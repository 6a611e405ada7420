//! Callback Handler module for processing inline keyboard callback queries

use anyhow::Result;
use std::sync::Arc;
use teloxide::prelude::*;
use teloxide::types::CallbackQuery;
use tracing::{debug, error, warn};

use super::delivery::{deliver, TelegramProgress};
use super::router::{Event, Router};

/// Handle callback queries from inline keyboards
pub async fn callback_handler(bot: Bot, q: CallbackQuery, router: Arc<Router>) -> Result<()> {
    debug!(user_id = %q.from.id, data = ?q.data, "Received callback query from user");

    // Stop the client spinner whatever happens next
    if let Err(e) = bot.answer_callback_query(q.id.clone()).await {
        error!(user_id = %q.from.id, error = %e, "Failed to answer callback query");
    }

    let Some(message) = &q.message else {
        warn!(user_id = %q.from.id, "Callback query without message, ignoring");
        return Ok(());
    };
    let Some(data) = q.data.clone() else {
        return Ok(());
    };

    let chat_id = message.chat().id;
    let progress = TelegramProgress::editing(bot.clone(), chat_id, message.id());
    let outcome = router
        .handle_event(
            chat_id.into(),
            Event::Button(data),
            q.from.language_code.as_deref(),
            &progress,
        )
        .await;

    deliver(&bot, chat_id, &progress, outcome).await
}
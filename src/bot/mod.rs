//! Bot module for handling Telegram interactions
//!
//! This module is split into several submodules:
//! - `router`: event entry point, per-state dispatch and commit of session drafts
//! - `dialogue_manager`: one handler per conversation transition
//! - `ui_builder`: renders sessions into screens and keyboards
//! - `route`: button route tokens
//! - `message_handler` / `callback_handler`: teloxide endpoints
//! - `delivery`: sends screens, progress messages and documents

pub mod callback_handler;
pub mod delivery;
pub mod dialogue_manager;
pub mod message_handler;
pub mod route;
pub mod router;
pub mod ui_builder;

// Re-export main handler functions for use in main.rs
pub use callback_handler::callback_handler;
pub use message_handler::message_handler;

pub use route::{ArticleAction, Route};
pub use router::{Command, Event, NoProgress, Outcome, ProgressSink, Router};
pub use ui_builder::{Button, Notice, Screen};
□ □ □ □ □ □ □
→ WORK TO BE COMPLETED
The required output is every line from the one that holds "from inline keyboards" through the last line of the listing above, retyped exactly and with nothing else.

→ OUTPUT OF THE EXERCISE
/// Handle callback queries from inline keyboards
pub async fn callback_handler(bot: Bot, q: CallbackQuery, router: Arc<Router>) -> Result<()> {
    debug!(user_id = %q.from.id, data = ?q.data, "Received callback query from user");

    // Stop the client spinner whatever happens next
    if let Err(e) = bot.answer_callback_query(q.id.clone()).await {
        error!(user_id = %q.from.id, error = %e, "Failed to answer callback query");
    }

    let Some(message) = &q.message else {
        warn!(user_id = %q.from.id, "Callback query without message, ignoring");
        return Ok(());
    };
    let Some(data) = q.data.clone() else {
        return Ok(());
    };

    let chat_id = message.chat().id;
    let progress = TelegramProgress::editing(bot.clone(), chat_id, message.id());
    let outcome = router
        .handle_event(
            chat_id.into(),
            Event::Button(data),
            q.from.language_code.as_deref(),
            &progress,
        )
        .await;

    deliver(&bot, chat_id, &progress, outcome).await
}
filename src/bot/mod.rs
//! Bot module for handling Telegram interactions
//!
//! This module is split into several submodules:
//! - `router`: event entry point, per-state dispatch and commit of session drafts
//! - `dialogue_manager`: one handler per conversation transition
//! - `ui_builder`: renders sessions into screens and keyboards
//! - `route`: button route tokens
//! - `message_handler` / `callback_handler`: teloxide endpoints
//! - `delivery`: sends screens, progress messages and documents

pub mod callback_handler;
pub mod delivery;
pub mod dialogue_manager;
pub mod message_handler;
pub mod route;
pub mod router;
pub mod ui_builder;

// Re-export main handler functions for use in main.rs
pub use callback_handler::callback_handler;
pub use message_handler::message_handler;

pub use route::{ArticleAction, Route};
pub use router::{Command, Event, NoProgress, Outcome, ProgressSink, Router};
pub use ui_builder::{Button, Notice, Screen};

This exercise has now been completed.